▸ **Problem**: Please show all lines of the records that include "core".

Start of Provided entries

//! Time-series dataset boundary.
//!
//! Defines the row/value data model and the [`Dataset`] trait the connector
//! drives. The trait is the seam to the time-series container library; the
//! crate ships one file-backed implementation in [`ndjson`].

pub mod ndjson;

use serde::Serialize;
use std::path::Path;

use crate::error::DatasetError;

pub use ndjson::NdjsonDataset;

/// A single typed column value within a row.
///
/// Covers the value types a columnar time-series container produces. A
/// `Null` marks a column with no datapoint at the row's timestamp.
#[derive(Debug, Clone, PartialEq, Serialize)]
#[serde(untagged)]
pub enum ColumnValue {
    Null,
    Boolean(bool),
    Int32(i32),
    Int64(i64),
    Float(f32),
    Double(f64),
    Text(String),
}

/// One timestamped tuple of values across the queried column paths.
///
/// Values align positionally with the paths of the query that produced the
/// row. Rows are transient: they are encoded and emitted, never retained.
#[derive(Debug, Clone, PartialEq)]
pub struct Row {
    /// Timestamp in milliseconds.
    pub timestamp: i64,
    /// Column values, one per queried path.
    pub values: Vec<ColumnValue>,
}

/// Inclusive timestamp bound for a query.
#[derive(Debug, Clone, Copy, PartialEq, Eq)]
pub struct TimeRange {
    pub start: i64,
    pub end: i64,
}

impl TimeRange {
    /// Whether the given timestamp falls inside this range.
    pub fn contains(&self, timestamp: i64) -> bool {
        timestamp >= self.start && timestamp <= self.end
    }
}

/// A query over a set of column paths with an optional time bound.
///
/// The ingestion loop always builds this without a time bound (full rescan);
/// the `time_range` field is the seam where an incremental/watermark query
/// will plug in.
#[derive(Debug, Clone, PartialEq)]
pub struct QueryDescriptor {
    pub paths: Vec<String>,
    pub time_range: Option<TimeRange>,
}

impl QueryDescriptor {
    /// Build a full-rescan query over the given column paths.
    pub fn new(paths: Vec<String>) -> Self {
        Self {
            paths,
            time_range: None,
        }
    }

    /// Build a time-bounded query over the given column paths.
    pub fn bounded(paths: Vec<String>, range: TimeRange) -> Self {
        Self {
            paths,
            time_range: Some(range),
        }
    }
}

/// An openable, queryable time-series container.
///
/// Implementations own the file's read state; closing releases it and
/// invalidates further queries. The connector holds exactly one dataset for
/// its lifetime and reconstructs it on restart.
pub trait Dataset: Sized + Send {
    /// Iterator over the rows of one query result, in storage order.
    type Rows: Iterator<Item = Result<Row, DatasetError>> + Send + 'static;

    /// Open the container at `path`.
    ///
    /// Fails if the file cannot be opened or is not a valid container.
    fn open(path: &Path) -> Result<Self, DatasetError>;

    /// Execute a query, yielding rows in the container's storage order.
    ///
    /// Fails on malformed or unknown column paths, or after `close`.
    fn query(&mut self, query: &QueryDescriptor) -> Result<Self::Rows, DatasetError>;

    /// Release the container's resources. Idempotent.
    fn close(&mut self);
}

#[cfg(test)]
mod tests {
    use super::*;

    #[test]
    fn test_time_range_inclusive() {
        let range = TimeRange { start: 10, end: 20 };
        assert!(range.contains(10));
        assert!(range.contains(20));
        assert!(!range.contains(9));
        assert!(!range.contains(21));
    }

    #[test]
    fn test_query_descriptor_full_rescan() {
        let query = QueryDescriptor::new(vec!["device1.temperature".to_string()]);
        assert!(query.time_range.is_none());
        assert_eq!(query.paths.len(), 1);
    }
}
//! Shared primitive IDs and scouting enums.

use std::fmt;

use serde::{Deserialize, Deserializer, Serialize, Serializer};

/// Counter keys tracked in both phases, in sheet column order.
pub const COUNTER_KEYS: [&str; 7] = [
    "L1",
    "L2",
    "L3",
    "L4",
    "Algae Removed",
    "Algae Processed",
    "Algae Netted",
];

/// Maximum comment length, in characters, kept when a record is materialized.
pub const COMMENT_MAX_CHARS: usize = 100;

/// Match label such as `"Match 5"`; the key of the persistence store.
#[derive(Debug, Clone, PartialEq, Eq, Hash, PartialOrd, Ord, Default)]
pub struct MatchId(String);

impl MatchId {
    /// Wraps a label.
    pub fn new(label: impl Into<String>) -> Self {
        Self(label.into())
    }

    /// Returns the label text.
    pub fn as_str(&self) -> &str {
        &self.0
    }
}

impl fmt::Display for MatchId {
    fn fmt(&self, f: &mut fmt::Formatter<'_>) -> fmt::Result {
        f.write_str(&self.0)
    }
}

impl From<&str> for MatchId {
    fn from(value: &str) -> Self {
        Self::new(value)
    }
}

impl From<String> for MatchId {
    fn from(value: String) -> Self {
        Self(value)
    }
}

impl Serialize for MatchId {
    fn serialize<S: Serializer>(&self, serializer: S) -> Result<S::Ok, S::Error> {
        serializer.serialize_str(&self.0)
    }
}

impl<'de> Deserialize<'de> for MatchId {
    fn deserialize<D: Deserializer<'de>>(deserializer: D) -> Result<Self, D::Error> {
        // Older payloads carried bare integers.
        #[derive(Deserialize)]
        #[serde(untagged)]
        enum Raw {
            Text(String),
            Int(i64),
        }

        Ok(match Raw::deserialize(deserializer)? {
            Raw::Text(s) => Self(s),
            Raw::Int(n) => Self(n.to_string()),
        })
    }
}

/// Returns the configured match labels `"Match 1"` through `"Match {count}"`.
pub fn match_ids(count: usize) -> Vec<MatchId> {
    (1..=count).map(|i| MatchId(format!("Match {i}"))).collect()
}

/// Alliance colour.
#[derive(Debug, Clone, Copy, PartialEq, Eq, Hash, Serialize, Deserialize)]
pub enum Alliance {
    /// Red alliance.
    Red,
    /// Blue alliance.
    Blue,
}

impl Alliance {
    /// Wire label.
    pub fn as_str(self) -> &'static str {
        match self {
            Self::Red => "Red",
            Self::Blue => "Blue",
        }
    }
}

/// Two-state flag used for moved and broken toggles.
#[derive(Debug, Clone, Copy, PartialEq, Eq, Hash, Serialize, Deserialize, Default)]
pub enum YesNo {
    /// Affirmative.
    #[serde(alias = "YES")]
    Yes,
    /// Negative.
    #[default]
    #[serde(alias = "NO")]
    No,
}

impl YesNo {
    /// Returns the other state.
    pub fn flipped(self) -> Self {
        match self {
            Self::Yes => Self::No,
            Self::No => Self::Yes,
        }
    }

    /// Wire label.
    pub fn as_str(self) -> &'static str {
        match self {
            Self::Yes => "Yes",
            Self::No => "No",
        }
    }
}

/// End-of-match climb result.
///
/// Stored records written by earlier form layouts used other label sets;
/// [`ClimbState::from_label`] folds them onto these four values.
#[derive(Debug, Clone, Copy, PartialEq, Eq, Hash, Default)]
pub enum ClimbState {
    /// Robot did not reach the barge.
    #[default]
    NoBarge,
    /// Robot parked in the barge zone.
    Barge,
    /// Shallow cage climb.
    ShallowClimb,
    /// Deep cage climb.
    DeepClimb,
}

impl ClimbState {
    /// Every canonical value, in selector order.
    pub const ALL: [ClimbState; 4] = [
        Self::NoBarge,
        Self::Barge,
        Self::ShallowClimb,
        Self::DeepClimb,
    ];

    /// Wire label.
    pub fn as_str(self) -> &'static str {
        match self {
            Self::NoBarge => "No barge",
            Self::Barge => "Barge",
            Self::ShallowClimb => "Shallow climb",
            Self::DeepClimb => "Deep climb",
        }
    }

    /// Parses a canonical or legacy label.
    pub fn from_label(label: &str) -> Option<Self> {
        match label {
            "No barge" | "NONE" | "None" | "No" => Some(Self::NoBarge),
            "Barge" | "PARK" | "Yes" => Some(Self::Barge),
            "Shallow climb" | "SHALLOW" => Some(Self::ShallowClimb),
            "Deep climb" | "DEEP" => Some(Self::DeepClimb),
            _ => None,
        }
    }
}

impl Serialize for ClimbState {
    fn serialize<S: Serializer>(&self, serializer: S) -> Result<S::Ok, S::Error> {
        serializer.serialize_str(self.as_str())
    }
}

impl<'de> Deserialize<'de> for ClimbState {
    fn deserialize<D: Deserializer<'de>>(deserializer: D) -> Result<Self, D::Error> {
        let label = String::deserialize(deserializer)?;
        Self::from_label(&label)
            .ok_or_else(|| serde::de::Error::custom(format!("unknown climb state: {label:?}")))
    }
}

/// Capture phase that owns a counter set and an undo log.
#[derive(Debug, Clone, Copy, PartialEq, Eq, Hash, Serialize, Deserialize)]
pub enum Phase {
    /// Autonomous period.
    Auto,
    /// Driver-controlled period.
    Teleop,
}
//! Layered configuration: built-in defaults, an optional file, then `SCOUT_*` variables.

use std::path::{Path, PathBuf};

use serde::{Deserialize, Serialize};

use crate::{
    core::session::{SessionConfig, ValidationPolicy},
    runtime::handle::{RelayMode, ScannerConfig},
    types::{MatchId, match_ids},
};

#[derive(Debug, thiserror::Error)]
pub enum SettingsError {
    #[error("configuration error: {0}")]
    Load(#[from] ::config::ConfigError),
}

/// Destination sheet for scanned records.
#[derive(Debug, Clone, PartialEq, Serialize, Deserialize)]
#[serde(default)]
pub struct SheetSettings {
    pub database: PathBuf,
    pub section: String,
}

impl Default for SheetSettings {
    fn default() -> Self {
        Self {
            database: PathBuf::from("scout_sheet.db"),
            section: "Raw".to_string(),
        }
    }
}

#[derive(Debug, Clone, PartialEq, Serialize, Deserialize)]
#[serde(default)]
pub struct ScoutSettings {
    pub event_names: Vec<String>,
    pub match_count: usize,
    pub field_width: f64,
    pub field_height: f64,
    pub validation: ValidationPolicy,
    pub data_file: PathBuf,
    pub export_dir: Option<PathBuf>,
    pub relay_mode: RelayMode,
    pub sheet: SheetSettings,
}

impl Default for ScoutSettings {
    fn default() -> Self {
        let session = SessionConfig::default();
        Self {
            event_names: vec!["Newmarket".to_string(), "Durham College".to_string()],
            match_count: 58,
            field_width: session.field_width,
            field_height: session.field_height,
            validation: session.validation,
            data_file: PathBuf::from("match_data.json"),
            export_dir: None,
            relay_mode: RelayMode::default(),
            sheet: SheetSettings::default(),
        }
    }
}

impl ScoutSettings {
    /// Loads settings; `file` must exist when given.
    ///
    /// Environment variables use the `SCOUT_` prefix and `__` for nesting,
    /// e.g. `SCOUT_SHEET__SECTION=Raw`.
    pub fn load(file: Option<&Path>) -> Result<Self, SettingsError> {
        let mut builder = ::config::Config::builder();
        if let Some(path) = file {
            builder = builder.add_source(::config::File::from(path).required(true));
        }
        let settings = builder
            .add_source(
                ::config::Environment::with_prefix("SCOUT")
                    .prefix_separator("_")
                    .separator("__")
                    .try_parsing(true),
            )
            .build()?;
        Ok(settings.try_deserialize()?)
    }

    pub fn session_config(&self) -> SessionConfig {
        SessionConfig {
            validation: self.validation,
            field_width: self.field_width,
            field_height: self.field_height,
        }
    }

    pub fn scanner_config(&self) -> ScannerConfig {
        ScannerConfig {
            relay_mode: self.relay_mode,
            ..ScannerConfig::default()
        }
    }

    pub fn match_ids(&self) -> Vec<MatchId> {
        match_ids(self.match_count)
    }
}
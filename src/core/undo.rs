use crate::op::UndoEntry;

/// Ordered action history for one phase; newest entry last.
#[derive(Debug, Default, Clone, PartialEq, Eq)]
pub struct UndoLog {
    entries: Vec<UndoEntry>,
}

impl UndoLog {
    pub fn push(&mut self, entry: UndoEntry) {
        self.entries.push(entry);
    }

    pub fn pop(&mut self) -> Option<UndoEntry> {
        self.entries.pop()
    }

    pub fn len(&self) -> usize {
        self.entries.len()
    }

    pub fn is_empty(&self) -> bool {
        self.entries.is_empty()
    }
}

End of Provided entries

▸ **Answer box**:
    core::session::{SessionConfig, ValidationPolicy},
filename src/core/undo.rs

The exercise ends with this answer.